Talking Teaching

June 3, 2014

more on moocs – go read this post!

Filed under: education — Tags: , , — alison @ 9:31 am

I wish I had more time, because then I could read even more articles and blogs and papers about the things that really interest me, like enhancing the quality of teaching and learning. And there’s some great stuff out there, including a post on Massive Open On-line Courses entitled “MOOCs, student engagement, and the value of contact.” It’s the lack of real interpersonal contact in MOOCs that’s one of their big limitations, from my perspective, and I think the post’s author nailed that concern in this comment:

I think most MOOCs are just textbooks for the Internet age. A brilliantly delivered lecture or a brilliantly written book are both good content delivery systems. But without interaction, feedback, and mutual accountability that is all they can be.

Just one reason to go over & read the full post by chemprofdave.


  1. Thanks for pointing out this blog post Alison. Here is the reply I posted in their blog. I thought I would post it here to share my perspective on this subject.

    I love your phrase ‘learning helper’, I’d always considered myself a learning facilitator. I teach also and while I can see your perspective, I’m concerned that we are falling back into the trap of stereotyping, a danger that we all know is incorrect.

    I have helped create 12 MOOCs now which have had over 500,000 enrolments (I do say enrolments, as we all know that MOOC enrolments does not equal participants!). However the majority of these students have gained a lot of knowledge. In saying that, they have learnt more than facts as in many cases they have had meaningful, social interactions with other students and the teaching staff. Not just during the courses, but afterwards as well, with many of these students being active in a community of practice on social media sites like FaceBook that continues after the course has closed.

    I agree that there are MOOCs that have been created as content repositories and the teacher has been absent for the whole course. However I see face to face classes where the teacher might as well be absent as well, for all the active teaching they do, or the little learning that goes on.

    So in my view, MOOCs and ‘teaching’ are like a city. We all know there are some good suburbs where a thriving community of life, learning and liberty goes on. We also know that sadly, there are some suburbs we would not travel through (perhaps especially at night?) if we had the choice as they are not a nice/safe place to be.
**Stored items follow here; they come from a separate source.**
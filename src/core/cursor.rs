//! Incremental reassembly of envelopes and bodies from a byte stream.
//!
//! A [`ReassemblyCursor`] is fed arbitrary chunks as they come off the socket.
//! A single chunk may complete zero, one or many frames and a single frame may
//! span many chunks. The cursor only ever buffers the one in-flight frame;
//! the caller keeps the rest of the chunk and feeds it again.

use crate::core::envelope::{Envelope, ENVELOPE_LEN};
use crate::error::{ProtocolError, Result};

/// One fully reassembled frame: the envelope plus exactly `length` body bytes.
#[derive(Debug, Clone, PartialEq, Eq)]
pub struct Frame {
    pub envelope: Envelope,
    pub body: Vec<u8>,
}

/// Outcome of a single [`ReassemblyCursor::advance`] step.
#[derive(Debug)]
pub struct Progress {
    /// Bytes taken from the front of the input.
    pub consumed: usize,
    /// A frame completed by this step, if any.
    pub frame: Option<Frame>,
}

#[derive(Debug)]
pub struct ReassemblyCursor {
    header: [u8; ENVELOPE_LEN],
    header_filled: usize,
    envelope: Option<Envelope>,
    body: Vec<u8>,
    body_filled: usize,
    max_body: usize,
}

impl ReassemblyCursor {
    pub fn new(max_body: usize) -> Self {
        Self {
            header: [0u8; ENVELOPE_LEN],
            header_filled: 0,
            envelope: None,
            body: Vec::new(),
            body_filled: 0,
            max_body,
        }
    }

    /// True while the envelope of the current frame is not yet complete.
    pub fn awaiting_header(&self) -> bool {
        self.envelope.is_none()
    }

    /// True when no partial frame is buffered.
    pub fn is_idle(&self) -> bool {
        self.header_filled == 0 && self.envelope.is_none()
    }

    /// Bytes of the in-flight frame buffered so far, header included.
    pub fn buffered(&self) -> usize {
        self.header_filled + self.body_filled
    }

    /// Decoded envelope of the in-flight frame, once the header is complete.
    pub fn envelope(&self) -> Option<&Envelope> {
        self.envelope.as_ref()
    }

    pub fn reset(&mut self) {
        self.header_filled = 0;
        self.envelope = None;
        self.body = Vec::new();
        self.body_filled = 0;
    }

    /// Take as many bytes from `input` as the current frame needs.
    ///
    /// Stops at the end of the first frame completed so the caller can reset
    /// and continue with the remainder.
    pub fn advance(&mut self, input: &[u8]) -> Result<Progress> {
        let mut consumed = 0;

        if self.envelope.is_none() {
            let want = ENVELOPE_LEN - self.header_filled;
            let take = want.min(input.len());
            self.header[self.header_filled..self.header_filled + take]
                .copy_from_slice(&input[..take]);
            self.header_filled += take;
            consumed += take;

            if self.header_filled < ENVELOPE_LEN {
                return Ok(Progress {
                    consumed,
                    frame: None,
                });
            }

            let envelope = Envelope::from_bytes(&self.header);
            let length = envelope.length as usize;
            if length > self.max_body {
                self.reset();
                return Err(ProtocolError::OversizedPacket(length));
            }
            self.body = vec![0u8; length];
            self.body_filled = 0;
            self.envelope = Some(envelope);
        }

        let remaining = &input[consumed..];
        let want = self.body.len() - self.body_filled;
        let take = want.min(remaining.len());
        self.body[self.body_filled..self.body_filled + take].copy_from_slice(&remaining[..take]);
        self.body_filled += take;
        consumed += take;

        if self.body_filled < self.body.len() {
            return Ok(Progress {
                consumed,
                frame: None,
            });
        }

        // body complete (possibly zero-length)
        let frame = match self.envelope.take() {
            Some(envelope) => Frame {
                envelope,
                body: std::mem::take(&mut self.body),
            },
            None => return Err(ProtocolError::InvalidHeader),
        };
        self.reset();

        Ok(Progress {
            consumed,
            frame: Some(frame),
        })
    }

    /// Feed a whole chunk, pushing every completed frame into `out`.
    ///
    /// Returns the number of frames produced.
    pub fn feed(&mut self, mut chunk: &[u8], out: &mut Vec<Frame>) -> Result<usize> {
        let before = out.len();
        while !chunk.is_empty() {
            let step = self.advance(chunk)?;
            chunk = &chunk[step.consumed..];
            if let Some(frame) = step.frame {
                out.push(frame);
            }
        }
        Ok(out.len() - before)
    }
}
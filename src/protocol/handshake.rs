//! RSA-wrapped symmetric key exchange.
//!
//! The listening side owns an RSA key pair and announces its public half in
//! [`Hello`]. The initiator generates a fresh 32-byte session key, wraps it
//! with RSA-OAEP (SHA-256) and returns it in [`KeyExchange`]. The listener
//! unwraps it and confirms with [`LineSecured`] carrying the SHA-256 digest
//! of what it unwrapped; the initiator accepts the line only when that digest
//! matches its own key.
//!
//! The step functions here are pure: they take the received body and return
//! the body to send plus whatever state the caller has to keep. The connection
//! decides what a failure means (it kills the line).

use crate::core::packet::ReplyCode;
use crate::error::{constants, ProtocolError, Result};
use crate::protocol::messages::{Hello, KeyExchange, LineSecured};
use crate::utils::crypto::Crypto;
use rand_core::OsRng;
use rsa::pkcs1::{DecodeRsaPublicKey, EncodeRsaPublicKey};
use rsa::{Oaep, RsaPrivateKey, RsaPublicKey};
use sha2::{Digest, Sha256};
use std::fmt;
use zeroize::{Zeroize, ZeroizeOnDrop};

#[allow(unused_imports)]
use tracing::{debug, instrument, warn};

/// Symmetric key length in bytes.
pub const SESSION_KEY_LEN: usize = 32;

/// The symmetric key protecting a line. Wiped on drop.
#[derive(Clone, Zeroize, ZeroizeOnDrop)]
pub struct SessionKey([u8; SESSION_KEY_LEN]);

impl SessionKey {
    /// Generate a key from the OS random source.
    pub fn generate() -> Result<Self> {
        let mut key = [0u8; SESSION_KEY_LEN];
        getrandom::fill(&mut key).map_err(|_| ProtocolError::Custom(constants::ERR_RANDOM.into()))?;
        Ok(Self(key))
    }

    pub fn from_bytes(bytes: [u8; SESSION_KEY_LEN]) -> Self {
        Self(bytes)
    }

    pub fn as_bytes(&self) -> &[u8; SESSION_KEY_LEN] {
        &self.0
    }

    pub fn digest(&self) -> [u8; 32] {
        hash_key(&self.0)
    }

    /// Body cipher keyed with this session key.
    pub fn cipher(&self) -> Crypto {
        Crypto::new(&self.0)
    }
}

impl fmt::Debug for SessionKey {
    fn fmt(&self, f: &mut fmt::Formatter<'_>) -> fmt::Result {
        f.write_str("SessionKey(..)")
    }
}

fn hash_key(key: &[u8]) -> [u8; 32] {
    let mut hasher = Sha256::new();
    hasher.update(key);
    hasher.finalize().into()
}

/// RSA key pair used to receive wrapped session keys.
///
/// Generation is slow; listeners create one identity and share it across
/// every connection they accept.
pub struct RsaIdentity {
    private: RsaPrivateKey,
    public_der: Vec<u8>,
}

impl RsaIdentity {
    #[instrument]
    pub fn generate(bits: usize) -> Result<Self> {
        let private = RsaPrivateKey::new(&mut OsRng, bits)
            .map_err(|_| ProtocolError::HandshakeError(constants::ERR_RSA_KEYGEN.into()))?;
        Self::from_private(private)
    }

    pub fn from_private(private: RsaPrivateKey) -> Result<Self> {
        let public_der = RsaPublicKey::from(&private)
            .to_pkcs1_der()
            .map_err(|_| ProtocolError::HandshakeError(constants::ERR_RSA_ENCODE.into()))?
            .as_bytes()
            .to_vec();
        debug!(public_key_len = public_der.len(), "RSA identity ready");
        Ok(Self {
            private,
            public_der,
        })
    }

    /// PKCS#1 DER encoding of the public key.
    pub fn public_key_der(&self) -> &[u8] {
        &self.public_der
    }

    /// Recover a session key wrapped for this identity.
    pub fn unwrap_key(&self, wrapped: &[u8]) -> Result<SessionKey> {
        let mut plain = self
            .private
            .decrypt(Oaep::new::<Sha256>(), wrapped)
            .map_err(|_| ProtocolError::HandshakeError(constants::ERR_RSA_UNWRAP.into()))?;

        if plain.len() != SESSION_KEY_LEN {
            plain.zeroize();
            return Err(ProtocolError::HandshakeError(constants::ERR_KEY_LENGTH.into()));
        }

        let mut key = [0u8; SESSION_KEY_LEN];
        key.copy_from_slice(&plain);
        plain.zeroize();
        Ok(SessionKey(key))
    }
}

impl fmt::Debug for RsaIdentity {
    fn fmt(&self, f: &mut fmt::Formatter<'_>) -> fmt::Result {
        f.debug_struct("RsaIdentity")
            .field("public_key_len", &self.public_der.len())
            .finish_non_exhaustive()
    }
}

/// Decode a peer's PKCS#1 DER public key.
pub fn decode_public_key(der: &[u8]) -> Result<RsaPublicKey> {
    RsaPublicKey::from_pkcs1_der(der)
        .map_err(|_| ProtocolError::HandshakeError(constants::ERR_RSA_DECODE.into()))
}

/// Wrap `key` for the holder of `public`.
pub fn wrap_key(public: &RsaPublicKey, key: &SessionKey) -> Result<Vec<u8>> {
    public
        .encrypt(&mut OsRng, Oaep::new::<Sha256>(), key.as_bytes())
        .map_err(|_| ProtocolError::HandshakeError(constants::ERR_RSA_WRAP.into()))
}

/// Listener step 1: the greeting carrying the listener's public key.
pub fn listener_hello(identity: &RsaIdentity, connection_id: u64) -> Hello {
    Hello {
        connection_id,
        public_key: identity.public_key_der().to_vec(),
    }
}

/// Initiator step: answer a [`Hello`] with a freshly generated, wrapped key.
///
/// `own_public_key` is sent along for the listener's records and may be empty
/// when the initiator has no RSA identity of its own.
///
/// The returned key must be kept until [`initiator_verify`] succeeds.
#[instrument(skip(hello, own_public_key), fields(connection_id = hello.connection_id))]
pub fn initiator_key_exchange(hello: &Hello, own_public_key: &[u8]) -> Result<(SessionKey, KeyExchange)> {
    let listener_key = decode_public_key(&hello.public_key)?;
    let key = SessionKey::generate()?;
    let encrypted_key = wrap_key(&listener_key, &key)?;

    debug!("Initiator wrapped session key");

    Ok((
        key,
        KeyExchange {
            encrypted_key,
            public_key: own_public_key.to_vec(),
        },
    ))
}

/// Listener step 2: unwrap the initiator's key and build the confirmation.
///
/// A key that cannot be unwrapped still yields a [`LineSecured`] with a
/// failure result so the initiator learns why the line is going down; the
/// error is returned alongside for the caller to act on.
#[instrument(skip(identity, exchange))]
pub fn listener_accept_key(
    identity: &RsaIdentity,
    exchange: &KeyExchange,
) -> std::result::Result<(SessionKey, LineSecured), (ProtocolError, LineSecured)> {
    match identity.unwrap_key(&exchange.encrypted_key) {
        Ok(key) => {
            let secured = LineSecured {
                result: ReplyCode::Ok,
                key_digest: key.digest(),
            };
            debug!("Listener unwrapped session key");
            Ok((key, secured))
        }
        Err(e) => {
            warn!(error = %e, "Key exchange rejected");
            Err((
                e,
                LineSecured {
                    result: ReplyCode::Failure,
                    key_digest: [0u8; 32],
                },
            ))
        }
    }
}

/// Initiator step 3: accept the line only if the listener confirms the exact
/// key we sent.
#[instrument(skip(pending, secured))]
pub fn initiator_verify(pending: &SessionKey, secured: &LineSecured) -> Result<()> {
    if !secured.result.is_ok() {
        return Err(ProtocolError::HandshakeError(constants::ERR_LINE_REJECTED.into()));
    }

    if secured.key_digest != pending.digest() {
        warn!("Line secured digest does not match the exchanged key");
        return Err(ProtocolError::HandshakeError(constants::ERR_KEY_MISMATCH.into()));
    }

    debug!("Initiator verified line secured confirmation");
    Ok(())
}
    I think the challenge to us as educators is to work out how we can create a motivational and positive learning environment that will nurture learners to achieve their educational goals. This can be achieved in a MOOC as well as a classroom if we plan well and are inclusive of our learners.

    Comment by Peter Mellow (@kiwirip) — June 3, 2014 @ 12:30 pm

  2. I have recently completed, with distinction, a Learning To Teach Online MOOC run by Simon McIntyre and Negin Miriahi of the University of New South Wales. Those two bent over backwards to provide the personal touch over an eight week MOOC. They watched the discussion forums, had a system to pick up the most frequently asked questions, and each week commenced the next week’s activity with a video in which they addressed those common questions, usually by referring by name to the contributors. They encouraged the use of Facebook and Twitter, as well as the discussion forums. They frequently popped into the discussion forums to answer questions, although members of their team also did this. It was a big MOOC with over 20,000 originally enrolled, but around 4,000 actively completing by the end. To me, it was a great example of the potential of even a MOOC to encourage interpersonal contact. I have set up LinkedIn, Facebook or Twitter links with several of the most frequent contributors whose posts I had really enjoyed.

    Hope this might offset the original poster’s perspective, Ali! (Just popped in here to try and find one of your ‘design a plant’ blogs – did you blog on that? One of my colleagues is just back from a conference in London in which a biology lecturer was seeking ways to foster creative thinking for a new ecological environment, and your ‘design a plant’ came to mind. I want to pass it on.)